There was a weather delay on the first day of the tournament that pushed the schedule back, but Cox said he used that unexpected day off to his advantage. It helped that he’d been through the state tournament before. He knew exactly what was coming and what he needed to do.

“We were already up there in Greensboro, so the delay wasn’t a big deal,” Cox said. “I worked out with Nate Burrage, and got myself really focused. Wrestling is very mental. You want to have the mindset that you can crush anyone.”

Cox won by technical fall (15-0) in the first round. He pinned his second opponent. The semifinal, where he’d been stopped a year earlier, proved no obstacle. He won 16-1, for another technical fall.

In the championship match, late on Saturday, he was matched up with an Ayden-Grifton wrestler, Landon Stocks, who came in at 46-6. Cox won 16-0, another dominant tech fall, and finished the season with a 53-3 record.

“The state tournament is no joke, but I never felt like I was in any trouble,” Cox said. “The people I train with had me very well-prepared. Every move anyone tried against me, I’d already seen it.”

Even after practically cruising to a state title, Cox is far from satisfied.

A day after the state championships, he was back in the gym, getting mind and body ready for a return trip to the High School Nationals in Virginia Beach.

“I finished in the top 16 to 24 last time, but this time I’d like to be in the top eight and make All-American,” Cox said.

He’s as good in school as he is on the mat.

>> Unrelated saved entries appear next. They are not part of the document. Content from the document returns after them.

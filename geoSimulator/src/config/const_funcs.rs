use crate::config::options::WellDrillingCorrelation;
use crate::config::constants::{
    AVAILABILITY_A, AVAILABILITY_B, AVAILABILITY_C, BTU_PER_LB_TO_MJ_PER_KG, CELSIUS_TO_KELVIN,
    HYDROSTATIC_COMPRESSIBILITY, HYDROSTATIC_EXPANSION_EXPONENT, HYDROSTATIC_EXPANSION_NUMERATOR,
    HYDROSTATIC_EXPANSION_SCALE, GRAVITY, WATER_MOLAR_MASS,
};

/// Specific heat capacity of water (J/kg/K) from the Shomate equation.
pub fn heat_capacity_water(temperature: f64) -> f64 {
    let t = (temperature + CELSIUS_TO_KELVIN) / 1000.0;
    let a = -203.606;
    let b = 1523.29;
    let c = -3196.413;
    let d = 2474.455;
    let e = 3.855326;
    (a + b * t + c * t.powi(2) + d * t.powi(3) + e / t.powi(2)) / WATER_MOLAR_MASS * 1000.0
}

/// Density of liquid water (kg/m3), quadratic in absolute temperature.
pub fn density_water(temperature: f64) -> f64 {
    let t = temperature + CELSIUS_TO_KELVIN;
    (0.7983223 + (0.00150896 - 2.9104e-6 * t) * t) * 1000.0
}

/// Dynamic viscosity of water (Pa.s).
pub fn viscosity_water(temperature: f64) -> f64 {
    2.414e-5 * 10f64.powf(247.8 / (temperature + CELSIUS_TO_KELVIN - 140.0))
}

/// Saturated vapor pressure of water (kPa) from the Antoine equation.
pub fn vapor_pressure_water(temperature: f64) -> f64 {
    let (a, b, c) = if temperature < 100.0 {
        (8.07131, 1730.63, 233.426)
    } else {
        (8.14019, 1810.94, 244.485)
    };
    133.322 * 10f64.powf(a - b / (c + temperature)) / 1000.0
}

/// Error function, Abramowitz and Stegun 7.1.26 (|error| < 1.5e-7).
pub fn erf(x: f64) -> f64 {
    let a1 = 0.254829592;
    let a2 = -0.284496736;
    let a3 = 1.421413741;
    let a4 = -1.453152027;
    let a5 = 1.061405429;
    let p = 0.3275911;

    let sign = if x < 0.0 { -1.0 } else { 1.0 };
    let x = x.abs();
    let t = 1.0 / (1.0 + p * x);
    let y = 1.0 - ((((a5 * t + a4) * t + a3) * t + a2) * t + a1) * t * (-x * x).exp();
    sign * y
}

/// Geofluid availability (MJ/kg) between the entering and ambient temperatures.
pub fn availability(entering_temperature: f64, ambient_temperature: f64) -> f64 {
    let t0 = ambient_temperature + CELSIUS_TO_KELVIN;
    let t1 = entering_temperature + CELSIUS_TO_KELVIN;
    let (a, b, c) = (AVAILABILITY_A, AVAILABILITY_B, AVAILABILITY_C);
    ((a - b * t0) * (t1 - t0)
        + (b - c * t0) / 2.0 * (t1.powi(2) - t0.powi(2))
        + c / 3.0 * (t1.powi(3) - t0.powi(3))
        - a * t0 * (t1 / t0).ln())
        * BTU_PER_LB_TO_MJ_PER_KG
}

/// Hydrostatic reservoir pressure (kPa) corrected for water compressibility and
/// thermal expansion along the average gradient.
pub fn hydrostatic_pressure(
    surface_temperature: f64,
    rock_temperature: f64,
    average_gradient: f64,
    depth: f64,
) -> f64 {
    let cp = HYDROSTATIC_COMPRESSIBILITY;
    let ct = HYDROSTATIC_EXPANSION_NUMERATOR
        / (HYDROSTATIC_EXPANSION_SCALE * rock_temperature.powf(HYDROSTATIC_EXPANSION_EXPONENT));
    let rho = density_water(surface_temperature);
    1.0 / cp
        * ((rho * GRAVITY * cp / 1000.0 * (depth - ct / 2.0 * average_gradient * depth.powi(2)))
            .exp()
            - 1.0)
}

/// Drilling and completion cost of one well ($) for each drilling method,
/// quadratic in measured depth (m).
pub fn well_cost_correlation(correlation: WellDrillingCorrelation, depth: f64) -> f64 {
    let (a, b, c) = match correlation {
        WellDrillingCorrelation::VerticalSmall => (0.3021, 584.9112, 751_368.0),
        WellDrillingCorrelation::DeviatedSmall => (0.2898, 822.1507, 680_563.0),
        WellDrillingCorrelation::VerticalLarge => (0.2818, 1275.5213, 632_315.0),
        WellDrillingCorrelation::DeviatedLarge => (0.2553, 1716.7157, 500_867.0),
    };
    a * depth.powi(2) + b * depth + c
}

/// Evenly spaced values over [start, end], inclusive of both ends.
pub fn linspace(start: f64, end: f64, count: usize) -> Vec<f64> {
    match count {
        0 => Vec::new(),
        1 => vec![start],
        _ => {
            let step = (end - start) / (count - 1) as f64;
            (0..count).map(|i| start + step * i as f64).collect()
        }
    }
}

pub fn average(values: &[f64]) -> f64 {
    if values.is_empty() {
        return 0.0;
    }
    values.iter().sum::<f64>() / values.len() as f64
}

pub fn max_value(values: &[f64]) -> f64 {
    values.iter().copied().fold(f64::NEG_INFINITY, f64::max)
}

pub fn min_value(values: &[f64]) -> f64 {
    values.iter().copied().fold(f64::INFINITY, f64::min)
}

#[cfg(test)]
mod tests {
    use super::*;
    use approx::assert_abs_diff_eq;

    #[test]
    fn water_properties_match_tabulated_values() {
        assert_abs_diff_eq!(density_water(20.0), 990.6, epsilon = 1.0);
        assert_abs_diff_eq!(density_water(100.0), 958.0, epsilon = 5.0);
        assert_abs_diff_eq!(heat_capacity_water(50.0), 4181.0, epsilon = 15.0);
        assert_abs_diff_eq!(viscosity_water(20.0), 1.0e-3, epsilon = 5e-5);
        assert_abs_diff_eq!(vapor_pressure_water(100.0), 101.3, epsilon = 1.0);
    }

    #[test]
    fn erf_is_odd_and_bounded() {
        assert_abs_diff_eq!(erf(0.0), 0.0, epsilon = 1e-8);
        assert_abs_diff_eq!(erf(1.0), 0.8427007929, epsilon = 2e-7);
        assert_abs_diff_eq!(erf(-1.0), -erf(1.0), epsilon = 1e-15);
        assert!(erf(6.0) <= 1.0);
    }

    #[test]
    fn availability_vanishes_at_ambient() {
        assert_abs_diff_eq!(availability(15.0, 15.0), 0.0, epsilon = 1e-12);
        assert!(availability(180.0, 15.0) > availability(120.0, 15.0));
    }

    #[test]
    fn linspace_includes_both_ends() {
        let values = linspace(0.0, 30.0, 121);
        assert_eq!(values.len(), 121);
        assert_abs_diff_eq!(values[0], 0.0);
        assert_abs_diff_eq!(values[120], 30.0, epsilon = 1e-12);
        assert_abs_diff_eq!(values[4], 1.0, epsilon = 1e-12);
    }
}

He makes all A’s while taking AP classes. His mother is a math teacher at Northwest Cabarrus, and he’s inherited that gene as well as the wrestling gene.

“Math comes easy to me and I also like science a lot,” Cox said. “History and English,  I’m not as excited about.”

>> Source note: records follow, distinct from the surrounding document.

impl ModelParameters {
    pub fn time_steps(&self) -> usize {
        self.financial.plant_lifetime * self.simulation.timesteps_per_year + 1
    }

    pub fn volume_option(&self) -> ReservoirVolumeOption {
        let fracture_model = matches!(
            self.subsurface.reservoir_model,
            ReservoirModel::MultipleParallelFractures | ReservoirModel::LinearHeatSweep
        );
        match self.subsurface.volume_option {
            Some(ReservoirVolumeOption::VolumeOnly) if fracture_model => {
                ReservoirVolumeOption::VolumeAndFractureCount
            }
            Some(option) => option,
            None if fracture_model => ReservoirVolumeOption::VolumeAndFractureCount,
            None => ReservoirVolumeOption::VolumeOnly,
        }
    }

    pub fn reservoir_geometry(&self) -> ReservoirGeometry {
        let sub = &self.subsurface;
        let (fracture_area, fracture_height, fracture_width) = match sub.fracture_shape {
            FractureShape::CircularByArea => {
                let diameter = (4.0 / PI * sub.fracture_area).sqrt();
                (sub.fracture_area, diameter, diameter)
            }
            FractureShape::CircularByDiameter => (
                PI / 4.0 * sub.fracture_height.powi(2),
                sub.fracture_height,
                sub.fracture_height,
            ),
            FractureShape::Square => (
                sub.fracture_height.powi(2),
                sub.fracture_height,
                sub.fracture_height,
            ),
            FractureShape::Rectangular => (
                sub.fracture_height * sub.fracture_width,
                sub.fracture_height,
                sub.fracture_width,
            ),
        };

        let mut count = sub.fracture_count as f64;
        let mut separation = sub.fracture_separation;
        let mut volume = sub.reservoir_volume;
        match self.volume_option() {
            ReservoirVolumeOption::FractureCountAndSeparation => {
                volume = (count - 1.0) * fracture_area * separation;
            }
            ReservoirVolumeOption::VolumeAndSeparation => {
                count = volume / fracture_area / separation + 1.0;
            }
            ReservoirVolumeOption::VolumeAndFractureCount => {
                separation = volume / fracture_area / (count - 1.0);
            }
            ReservoirVolumeOption::VolumeOnly => {}
        }

        ReservoirGeometry {
            fracture_area,
            fracture_height,
            fracture_width,
            fracture_count: count,
            fracture_separation: separation,
            volume,
        }
    }

    pub fn hydraulic_setup(&self) -> HydraulicSetup {
        let flash = self.simulation.power_plant.is_flash();
        let arrangement = self.simulation.end_use.arrangement();
        let no_production_pumping = flash
            && match self.simulation.end_use {
                EndUseOption::Electricity => true,
                EndUseOption::Cogeneration { .. } => arrangement == Some(CogenArrangement::Topping),
                EndUseOption::DirectUseHeat => false,
            };
        let fixed_injection_pressure = flash && self.simulation.end_use.produces_electricity();
        let impedance_allowed = !fixed_injection_pressure;

        let impedance = if impedance_allowed {
            self.subsurface
                .reservoir_impedance
                .map(|value| value * crate::config::constants::IMPEDANCE_UNIT_FACTOR)
        } else {
            None
        };

        let plant_outlet_pressure = match self.subsurface.plant_outlet_pressure {
            Some(pressure) => Some(pressure),
            None if fixed_injection_pressure => Some(FLASH_PLANT_OUTLET_PRESSURE),
            None => None,
        };

        HydraulicSetup {
            impedance,
            production_well_pumping: !no_production_pumping,
            plant_outlet_pressure,
        }
    }

    /// Checks documented allowable ranges and option combinations.
    pub fn validate(&self) -> Result<(), SimulationError> {
        let sim = &self.simulation;
        let sub = &self.subsurface;
        let surf = &self.surface;
        let fin = &self.financial;

        check_range("timesteps per year", sim.timesteps_per_year as f64, 1.0, 100.0)?;
        check_range("plant lifetime", fin.plant_lifetime as f64, 1.0, 100.0)?;
        check_range("reservoir depth", sub.depth, 100.0, 15_000.0)?;
        check_range("maximum temperature", sub.max_temperature, 50.0, 1000.0)?;
        check_range("production wells", sub.production_wells as f64, 1.0, 50.0)?;
        check_range("injection wells", sub.injection_wells as f64, 1.0, 50.0)?;
        check_range("production well diameter", sub.production_well_diameter, 0.0254, 1.0)?;
        check_range("injection well diameter", sub.injection_well_diameter, 0.0254, 1.0)?;
        check_range("flow rate per well", sub.flow_rate_per_well, 1.0, 500.0)?;
        check_range("injection temperature", sub.injection_temperature, 0.0, 200.0)?;
        check_range("maximum drawdown", sub.max_drawdown, 0.0, 1.0)?;
        check_range("water loss fraction", sub.water_loss_fraction, 0.0, 0.99)?;
        check_range("rock heat capacity", sub.rock_heat_capacity, 100.0, 10_000.0)?;
        check_range("rock density", sub.rock_density, 100.0, 10_000.0)?;
        check_range("rock thermal conductivity", sub.rock_thermal_conductivity, 0.01, 100.0)?;
        check_range("rock porosity", sub.rock_porosity, 0.001, 0.99)?;
        check_range("productivity index", sub.productivity_index, 1e-4, 1e4)?;
        check_range("injectivity index", sub.injectivity_index, 1e-4, 1e4)?;
        check_range("pump efficiency", surf.pump_efficiency, 0.1, 1.0)?;
        check_range("utilization factor", surf.utilization_factor, 0.1, 1.0)?;
        check_range("end-use efficiency", surf.end_use_efficiency, 0.1, 1.0)?;
        check_range("CHP fraction", surf.chp_fraction, 0.0001, 0.9999)?;
        check_range("fixed charge rate", fin.fixed_charge_rate, 0.0, 1.0)?;
        check_range("discount rate", fin.discount_rate, 0.0, 1.0)?;
        check_range("income tax rate", fin.income_tax_rate, 0.0, 0.99)?;
        check_range("gross revenue tax rate", fin.gross_revenue_tax_rate, 0.0, 0.99)?;

        if sub.gradients.is_empty() || sub.gradients.len() > MAX_GRADIENT_SEGMENTS {
            return Err(SimulationError::Configuration(format!(
                "Expected 1 to {} gradient segments, found {}",
                MAX_GRADIENT_SEGMENTS,
                sub.gradients.len()
            )));
        }
        if sub.layer_thicknesses.len() + 1 != sub.gradients.len() {
            return Err(SimulationError::Configuration(format!(
                "{} gradient segments need {} layer thicknesses, found {}",
                sub.gradients.len(),
                sub.gradients.len() - 1,
                sub.layer_thicknesses.len()
            )));
        }
        for gradient in &sub.gradients {
            check_range("geothermal gradient", *gradient, 0.0, 0.5)?;
        }
        for thickness in &sub.layer_thicknesses {
            check_range("layer thickness", *thickness, 10.0, 100_000.0)?;
        }

        if self.volume_option() != ReservoirVolumeOption::VolumeOnly {
            check_range("number of fractures", sub.fracture_count as f64, 1.0, 20.0)?;
            if self.volume_option() == ReservoirVolumeOption::VolumeAndFractureCount
                && sub.fracture_count < 2
            {
                return Err(SimulationError::Configuration(
                    "At least 2 fractures are needed to derive the fracture separation".to_string(),
                ));
            }
        }
        let geometry = self.reservoir_geometry();
        if !(geometry.volume > 0.0 && geometry.volume.is_finite()) {
            return Err(SimulationError::Configuration(format!(
                "Reservoir volume must be positive, found {}",
                geometry.volume
            )));
        }
        Ok(())
    }
}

He’s a good wrestling teammate.

He’s genuinely excited that South’s young Kincaid brothers, sons of South’s assistant coach John Kincaid, were state qualifiers this year. Sam Kincaid won two matches in the state tournament at 138, while Gabriel Kincaid won one. Those two are potential state champions in the future.

Cox does have a life off the mat. He likes to hunt and fish. He enjoys boating in the summer months. The family lives near the Warrior, but he doesn’t list golf as one of his interests.

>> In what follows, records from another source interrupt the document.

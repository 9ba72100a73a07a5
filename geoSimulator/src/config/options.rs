use std::fmt;
use serde::{Deserialize, Serialize};

/// Raised when a numeric option code has no matching variant.
#[derive(Debug, Clone, PartialEq)]
pub struct InvalidOptionCode {
    pub option: &'static str,
    pub code: u8,
}

impl fmt::Display for InvalidOptionCode {
    fn fmt(&self, f: &mut fmt::Formatter<'_>) -> fmt::Result {
        write!(f, "Invalid {} code: {}", self.option, self.code)
    }
}

impl std::error::Error for InvalidOptionCode {}

#[derive(Debug, Clone, Copy, PartialEq, Eq, Hash, Serialize, Deserialize)]
pub enum CogenArrangement {
    Topping,
    Bottoming,
    Parallel,
}

/// Which commodity the levelized price is quoted for; the other one earns income.
#[derive(Debug, Clone, Copy, PartialEq, Eq, Hash, Serialize, Deserialize)]
pub enum PrimaryProduct {
    Electricity,
    Heat,
}

#[derive(Debug, Clone, Copy, PartialEq, Eq, Hash, Serialize, Deserialize)]
#[serde(try_from = "u8", into = "u8")]
pub enum EndUseOption {
    Electricity,
    DirectUseHeat,
    Cogeneration {
        arrangement: CogenArrangement,
        primary: PrimaryProduct,
    },
}

impl EndUseOption {
    pub fn produces_electricity(&self) -> bool {
        !matches!(self, EndUseOption::DirectUseHeat)
    }

    pub fn produces_heat(&self) -> bool {
        !matches!(self, EndUseOption::Electricity)
    }

    pub fn arrangement(&self) -> Option<CogenArrangement> {
        match self {
            EndUseOption::Cogeneration { arrangement, .. } => Some(*arrangement),
            _ => None,
        }
    }

    pub fn primary_product(&self) -> PrimaryProduct {
        match self {
            EndUseOption::Electricity => PrimaryProduct::Electricity,
            EndUseOption::DirectUseHeat => PrimaryProduct::Heat,
            EndUseOption::Cogeneration { primary, .. } => *primary,
        }
    }
}

impl Default for EndUseOption {
    fn default() -> Self {
        EndUseOption::Electricity
    }
}

impl TryFrom<u8> for EndUseOption {
    type Error = InvalidOptionCode;

    fn try_from(code: u8) -> Result<Self, Self::Error> {
        let arrangement = match code / 10 {
            3 => CogenArrangement::Topping,
            4 => CogenArrangement::Bottoming,
            5 => CogenArrangement::Parallel,
            _ => {
                return match code {
                    1 => Ok(EndUseOption::Electricity),
                    2 => Ok(EndUseOption::DirectUseHeat),
                    _ => Err(InvalidOptionCode { option: "end-use", code }),
                }
            }
        };
        let primary = match code % 10 {
            1 => PrimaryProduct::Electricity,
            2 => PrimaryProduct::Heat,
            _ => return Err(InvalidOptionCode { option: "end-use", code }),
        };
        Ok(EndUseOption::Cogeneration { arrangement, primary })
    }
}

impl From<EndUseOption> for u8 {
    fn from(option: EndUseOption) -> u8 {
        match option {
            EndUseOption::Electricity => 1,
            EndUseOption::DirectUseHeat => 2,
            EndUseOption::Cogeneration { arrangement, primary } => {
                let tens = match arrangement {
                    CogenArrangement::Topping => 30,
                    CogenArrangement::Bottoming => 40,
                    CogenArrangement::Parallel => 50,
                };
                tens + match primary {
                    PrimaryProduct::Electricity => 1,
                    PrimaryProduct::Heat => 2,
                }
            }
        }
    }
}

/// Declares a fieldless option enum that (de)serializes as its numeric code.
macro_rules! coded_option {
    ($(#[$meta:meta])* $name:ident, $label:expr, default = $default:ident, { $($variant:ident = $code:literal),+ $(,)? }) => {
        $(#[$meta])*
        #[derive(Debug, Clone, Copy, PartialEq, Eq, Hash, Serialize, Deserialize)]
        #[serde(try_from = "u8", into = "u8")]
        pub enum $name {
            $($variant),+
        }

        impl Default for $name {
            fn default() -> Self {
                $name::$default
            }
        }

        impl TryFrom<u8> for $name {
            type Error = InvalidOptionCode;

            fn try_from(code: u8) -> Result<Self, Self::Error> {
                match code {
                    $($code => Ok($name::$variant),)+
                    _ => Err(InvalidOptionCode { option: $label, code }),
                }
            }
        }

        impl From<$name> for u8 {
            fn from(value: $name) -> u8 {
                match value {
                    $($name::$variant => $code),+
                }
            }
        }
    };
}

coded_option!(
    PowerPlantType, "power plant type", default = SubcriticalOrc, {
        SubcriticalOrc = 1,
        SupercriticalOrc = 2,
        SingleFlash = 3,
        DoubleFlash = 4,
    }
);

impl PowerPlantType {
    pub fn is_flash(&self) -> bool {
        matches!(self, PowerPlantType::SingleFlash | PowerPlantType::DoubleFlash)
    }
}

coded_option!(
    /// Reservoir thermal-decline model.
    ReservoirModel, "reservoir model", default = LinearDrawdown, {
        MultipleParallelFractures = 1,
        LinearHeatSweep = 2,
        SingleFracture = 3,
        LinearDrawdown = 4,
        UserProfile = 5,
        ExternalSimulator = 6,
    }
);

impl ReservoirModel {
    /// Analytical models whose output may be retiled on thermal breakthrough.
    pub fn supports_redrilling(&self) -> bool {
        matches!(
            self,
            ReservoirModel::MultipleParallelFractures
                | ReservoirModel::LinearHeatSweep
                | ReservoirModel::SingleFracture
                | ReservoirModel::LinearDrawdown
        )
    }
}

coded_option!(
    /// Drilling method for the well cost correlation.
    WellDrillingCorrelation, "well drilling cost correlation", default = VerticalSmall, {
        VerticalSmall = 1,
        DeviatedSmall = 2,
        VerticalLarge = 3,
        DeviatedLarge = 4,
    }
);

coded_option!(
    EconomicModel, "economic model", default = StandardLevelized, {
        FixedChargeRate = 1,
        StandardLevelized = 2,
        Bicycle = 3,
    }
);

coded_option!(
    /// Which two of fracture count, separation and volume are given.
    ReservoirVolumeOption, "reservoir volume option", default = VolumeAndFractureCount, {
        FractureCountAndSeparation = 1,
        VolumeAndSeparation = 2,
        VolumeAndFractureCount = 3,
        VolumeOnly = 4,
    }
);

coded_option!(
    FractureShape, "fracture shape", default = CircularByArea, {
        CircularByArea = 1,
        CircularByDiameter = 2,
        Square = 3,
        Rectangular = 4,
    }
);

#[derive(Debug, Clone, Copy, PartialEq, Eq, Serialize, Deserialize)]
pub enum LaplaceInversionMethod {
    Talbot,
    Stehfest,
}

impl Default for LaplaceInversionMethod {
    fn default() -> Self {
        LaplaceInversionMethod::Talbot
    }
}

Wrestlers like to say that gold never gets old. Long-range, Cox would like to become South’s first three-time champion, but he’s well aware he has to win the second one before he can win the third one, so it’s one day at a time, one training session at a time.

He follows an Ohio State training program. He does eat, but it’s all healthy. Lean meat, avocados, fish and chicken are the items on the menu. Oatmeal is an occasional treat.

“I don’t want to eat anything that’s going to slow me down or is going to be hard to work off,” Cox said.

As far as wrestling in college, Cox is interested, but it’s going to depend on whether it fits in with his educational goals. He’d like to become an engineer.

But designing things is in the future. For now, he’s a wrestler.

“You know he’s going to keep going at wrestling as hard as he can year-round,” Golden said. “I’d expect him to move up in weight class as he naturally grows, but I do expect more state championships in his future. The drive and focus he has is very rare.”